§ Required action
Take the entries that follow and return exactly the lines from the one holding "let mut sessions" through the one holding "let ttl = self.limits.idle_ttl;", both included. Nothing else is needed.

(Stored data entries)
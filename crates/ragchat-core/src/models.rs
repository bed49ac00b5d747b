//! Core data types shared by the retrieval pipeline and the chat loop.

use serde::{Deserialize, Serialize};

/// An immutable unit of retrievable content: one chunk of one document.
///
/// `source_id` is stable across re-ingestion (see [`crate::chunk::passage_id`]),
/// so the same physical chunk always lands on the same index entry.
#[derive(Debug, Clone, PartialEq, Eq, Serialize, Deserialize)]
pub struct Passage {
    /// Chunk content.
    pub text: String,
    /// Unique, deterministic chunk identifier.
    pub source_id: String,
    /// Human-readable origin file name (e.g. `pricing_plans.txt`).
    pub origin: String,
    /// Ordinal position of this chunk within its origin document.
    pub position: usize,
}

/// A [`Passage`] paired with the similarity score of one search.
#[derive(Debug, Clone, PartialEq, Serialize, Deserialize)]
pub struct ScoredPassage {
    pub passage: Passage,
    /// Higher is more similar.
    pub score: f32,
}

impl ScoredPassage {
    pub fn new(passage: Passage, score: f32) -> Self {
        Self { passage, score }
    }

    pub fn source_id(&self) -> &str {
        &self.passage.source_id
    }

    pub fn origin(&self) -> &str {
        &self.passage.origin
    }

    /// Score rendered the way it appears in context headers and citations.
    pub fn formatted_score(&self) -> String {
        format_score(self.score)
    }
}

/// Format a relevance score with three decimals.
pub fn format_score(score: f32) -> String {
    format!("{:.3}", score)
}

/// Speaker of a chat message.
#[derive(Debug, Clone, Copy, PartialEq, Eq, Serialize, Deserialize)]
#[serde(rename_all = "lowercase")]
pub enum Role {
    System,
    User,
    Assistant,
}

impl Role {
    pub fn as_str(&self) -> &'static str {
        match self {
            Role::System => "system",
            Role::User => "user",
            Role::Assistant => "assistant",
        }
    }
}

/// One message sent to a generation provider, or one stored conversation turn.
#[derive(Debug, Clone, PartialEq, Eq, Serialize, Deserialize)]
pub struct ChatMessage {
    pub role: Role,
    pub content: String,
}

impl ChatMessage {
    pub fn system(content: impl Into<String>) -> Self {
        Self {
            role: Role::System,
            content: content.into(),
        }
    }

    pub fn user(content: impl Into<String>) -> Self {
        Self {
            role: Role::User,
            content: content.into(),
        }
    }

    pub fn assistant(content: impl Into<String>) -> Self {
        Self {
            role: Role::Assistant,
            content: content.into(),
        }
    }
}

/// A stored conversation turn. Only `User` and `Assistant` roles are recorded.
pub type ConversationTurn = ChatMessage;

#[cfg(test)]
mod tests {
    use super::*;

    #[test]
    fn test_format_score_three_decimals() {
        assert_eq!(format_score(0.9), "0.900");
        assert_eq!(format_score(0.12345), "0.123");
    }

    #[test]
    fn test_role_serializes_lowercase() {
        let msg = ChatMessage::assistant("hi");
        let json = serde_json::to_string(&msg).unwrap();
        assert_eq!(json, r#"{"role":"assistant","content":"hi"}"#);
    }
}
--
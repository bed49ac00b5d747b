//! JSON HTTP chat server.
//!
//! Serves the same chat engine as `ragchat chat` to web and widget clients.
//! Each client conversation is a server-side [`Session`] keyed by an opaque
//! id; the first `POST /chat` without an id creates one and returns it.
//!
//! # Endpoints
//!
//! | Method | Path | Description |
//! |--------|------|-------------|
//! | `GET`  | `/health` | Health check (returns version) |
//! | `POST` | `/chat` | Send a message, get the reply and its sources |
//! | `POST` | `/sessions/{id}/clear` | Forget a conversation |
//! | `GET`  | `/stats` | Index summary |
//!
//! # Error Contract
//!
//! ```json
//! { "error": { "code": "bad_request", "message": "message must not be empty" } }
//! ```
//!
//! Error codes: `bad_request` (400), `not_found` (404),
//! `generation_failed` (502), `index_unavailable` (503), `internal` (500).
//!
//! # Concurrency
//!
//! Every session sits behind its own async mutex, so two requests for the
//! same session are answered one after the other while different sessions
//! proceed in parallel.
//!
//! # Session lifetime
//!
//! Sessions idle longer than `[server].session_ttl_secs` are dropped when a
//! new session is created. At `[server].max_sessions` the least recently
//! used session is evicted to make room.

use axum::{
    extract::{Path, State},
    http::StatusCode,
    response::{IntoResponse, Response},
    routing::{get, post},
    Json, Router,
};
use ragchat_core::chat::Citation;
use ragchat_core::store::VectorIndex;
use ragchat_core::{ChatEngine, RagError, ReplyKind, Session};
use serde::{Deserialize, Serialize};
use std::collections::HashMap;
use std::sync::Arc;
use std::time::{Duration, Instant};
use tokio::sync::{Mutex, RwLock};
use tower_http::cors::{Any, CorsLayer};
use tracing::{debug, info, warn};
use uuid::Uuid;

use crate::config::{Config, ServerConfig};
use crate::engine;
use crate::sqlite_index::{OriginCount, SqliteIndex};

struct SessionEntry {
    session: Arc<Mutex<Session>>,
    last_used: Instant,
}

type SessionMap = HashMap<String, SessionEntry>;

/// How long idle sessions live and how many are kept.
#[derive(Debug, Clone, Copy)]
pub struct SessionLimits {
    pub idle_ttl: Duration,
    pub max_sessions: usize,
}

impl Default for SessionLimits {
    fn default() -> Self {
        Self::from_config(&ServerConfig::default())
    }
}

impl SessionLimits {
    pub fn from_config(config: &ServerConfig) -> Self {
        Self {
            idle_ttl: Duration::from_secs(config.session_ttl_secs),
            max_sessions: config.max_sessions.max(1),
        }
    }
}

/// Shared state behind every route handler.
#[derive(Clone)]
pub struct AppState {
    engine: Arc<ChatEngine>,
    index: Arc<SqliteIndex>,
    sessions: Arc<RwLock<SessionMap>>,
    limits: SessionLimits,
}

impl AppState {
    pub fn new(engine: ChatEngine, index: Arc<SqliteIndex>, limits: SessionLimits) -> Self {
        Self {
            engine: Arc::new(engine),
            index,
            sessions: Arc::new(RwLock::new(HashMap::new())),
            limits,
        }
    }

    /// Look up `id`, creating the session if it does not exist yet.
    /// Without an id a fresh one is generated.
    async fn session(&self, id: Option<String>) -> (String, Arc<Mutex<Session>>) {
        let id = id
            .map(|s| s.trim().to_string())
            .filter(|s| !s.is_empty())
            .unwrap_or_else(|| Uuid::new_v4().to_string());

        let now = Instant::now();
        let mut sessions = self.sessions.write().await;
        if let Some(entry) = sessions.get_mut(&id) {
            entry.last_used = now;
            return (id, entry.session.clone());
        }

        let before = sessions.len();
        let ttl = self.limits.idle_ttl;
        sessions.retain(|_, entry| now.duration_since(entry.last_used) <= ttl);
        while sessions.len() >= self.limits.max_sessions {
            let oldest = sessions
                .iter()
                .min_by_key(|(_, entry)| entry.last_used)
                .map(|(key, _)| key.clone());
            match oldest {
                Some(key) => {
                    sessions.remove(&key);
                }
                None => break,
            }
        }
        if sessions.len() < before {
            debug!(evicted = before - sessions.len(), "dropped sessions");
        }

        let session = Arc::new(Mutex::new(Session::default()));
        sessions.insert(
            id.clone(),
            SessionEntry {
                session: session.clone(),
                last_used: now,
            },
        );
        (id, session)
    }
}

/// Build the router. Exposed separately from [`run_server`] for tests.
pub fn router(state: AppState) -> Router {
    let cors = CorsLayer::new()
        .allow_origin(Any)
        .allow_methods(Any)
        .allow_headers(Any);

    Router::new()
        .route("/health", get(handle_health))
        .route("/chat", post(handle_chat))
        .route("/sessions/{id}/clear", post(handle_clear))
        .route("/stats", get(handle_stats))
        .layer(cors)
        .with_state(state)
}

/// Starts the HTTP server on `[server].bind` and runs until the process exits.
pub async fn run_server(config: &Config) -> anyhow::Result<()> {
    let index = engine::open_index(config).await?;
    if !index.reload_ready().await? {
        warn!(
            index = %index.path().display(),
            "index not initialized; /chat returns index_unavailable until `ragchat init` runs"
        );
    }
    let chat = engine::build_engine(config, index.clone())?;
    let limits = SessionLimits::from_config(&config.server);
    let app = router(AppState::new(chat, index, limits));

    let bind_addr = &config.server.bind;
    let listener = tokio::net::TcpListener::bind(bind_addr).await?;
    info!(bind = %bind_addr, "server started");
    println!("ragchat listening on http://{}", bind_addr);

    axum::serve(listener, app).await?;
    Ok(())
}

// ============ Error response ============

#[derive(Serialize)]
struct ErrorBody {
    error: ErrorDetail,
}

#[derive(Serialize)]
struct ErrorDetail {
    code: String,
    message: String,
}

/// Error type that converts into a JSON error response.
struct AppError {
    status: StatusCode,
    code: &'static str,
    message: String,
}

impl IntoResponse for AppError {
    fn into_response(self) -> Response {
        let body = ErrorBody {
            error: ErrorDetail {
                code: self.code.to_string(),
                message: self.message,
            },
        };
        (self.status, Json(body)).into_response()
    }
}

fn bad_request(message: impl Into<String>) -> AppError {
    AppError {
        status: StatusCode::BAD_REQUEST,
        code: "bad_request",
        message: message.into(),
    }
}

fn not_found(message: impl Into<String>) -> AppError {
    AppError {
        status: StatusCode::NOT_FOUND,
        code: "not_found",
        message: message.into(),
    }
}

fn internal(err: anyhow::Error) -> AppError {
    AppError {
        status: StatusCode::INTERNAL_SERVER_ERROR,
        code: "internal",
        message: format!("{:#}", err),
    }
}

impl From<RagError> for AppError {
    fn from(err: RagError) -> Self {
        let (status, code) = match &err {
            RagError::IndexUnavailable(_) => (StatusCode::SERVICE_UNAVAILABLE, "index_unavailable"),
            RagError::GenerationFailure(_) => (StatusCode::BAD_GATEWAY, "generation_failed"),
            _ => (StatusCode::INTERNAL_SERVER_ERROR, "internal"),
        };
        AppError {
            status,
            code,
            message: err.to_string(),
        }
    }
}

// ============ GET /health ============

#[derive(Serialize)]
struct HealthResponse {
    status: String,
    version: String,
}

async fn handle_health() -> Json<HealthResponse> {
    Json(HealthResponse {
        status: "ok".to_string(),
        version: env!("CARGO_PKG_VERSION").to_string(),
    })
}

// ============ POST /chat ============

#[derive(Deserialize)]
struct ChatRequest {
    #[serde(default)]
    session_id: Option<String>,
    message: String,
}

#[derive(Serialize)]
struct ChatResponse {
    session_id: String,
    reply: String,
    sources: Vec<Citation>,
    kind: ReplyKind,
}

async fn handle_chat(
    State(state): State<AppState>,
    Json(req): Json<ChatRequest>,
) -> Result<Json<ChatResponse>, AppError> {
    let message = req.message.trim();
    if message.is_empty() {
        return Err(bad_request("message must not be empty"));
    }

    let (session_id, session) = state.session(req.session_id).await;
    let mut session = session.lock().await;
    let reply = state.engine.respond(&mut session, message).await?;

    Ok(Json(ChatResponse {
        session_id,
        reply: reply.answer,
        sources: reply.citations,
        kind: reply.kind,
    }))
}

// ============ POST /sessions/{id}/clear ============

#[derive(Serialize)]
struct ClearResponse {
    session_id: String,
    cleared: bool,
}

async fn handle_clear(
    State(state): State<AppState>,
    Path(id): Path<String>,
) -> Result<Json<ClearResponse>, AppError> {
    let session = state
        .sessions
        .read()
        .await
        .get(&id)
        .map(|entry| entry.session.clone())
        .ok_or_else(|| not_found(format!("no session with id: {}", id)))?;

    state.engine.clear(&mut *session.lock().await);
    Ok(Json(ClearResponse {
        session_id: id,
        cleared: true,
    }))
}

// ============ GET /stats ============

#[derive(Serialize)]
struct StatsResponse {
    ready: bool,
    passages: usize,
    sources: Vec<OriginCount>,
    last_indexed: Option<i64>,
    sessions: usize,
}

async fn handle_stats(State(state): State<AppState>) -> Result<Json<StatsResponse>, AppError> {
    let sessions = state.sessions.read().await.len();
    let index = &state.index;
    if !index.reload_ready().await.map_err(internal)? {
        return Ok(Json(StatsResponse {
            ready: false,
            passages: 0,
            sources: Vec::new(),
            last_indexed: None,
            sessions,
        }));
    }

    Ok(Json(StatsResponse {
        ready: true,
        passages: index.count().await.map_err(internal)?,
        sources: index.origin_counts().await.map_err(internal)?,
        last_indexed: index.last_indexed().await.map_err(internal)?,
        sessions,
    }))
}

§ Response area
        let mut sessions = self.sessions.write().await;
        if let Some(entry) = sessions.get_mut(&id) {
            entry.last_used = now;
            return (id, entry.session.clone());
        }

        let before = sessions.len();
        let ttl = self.limits.idle_ttl;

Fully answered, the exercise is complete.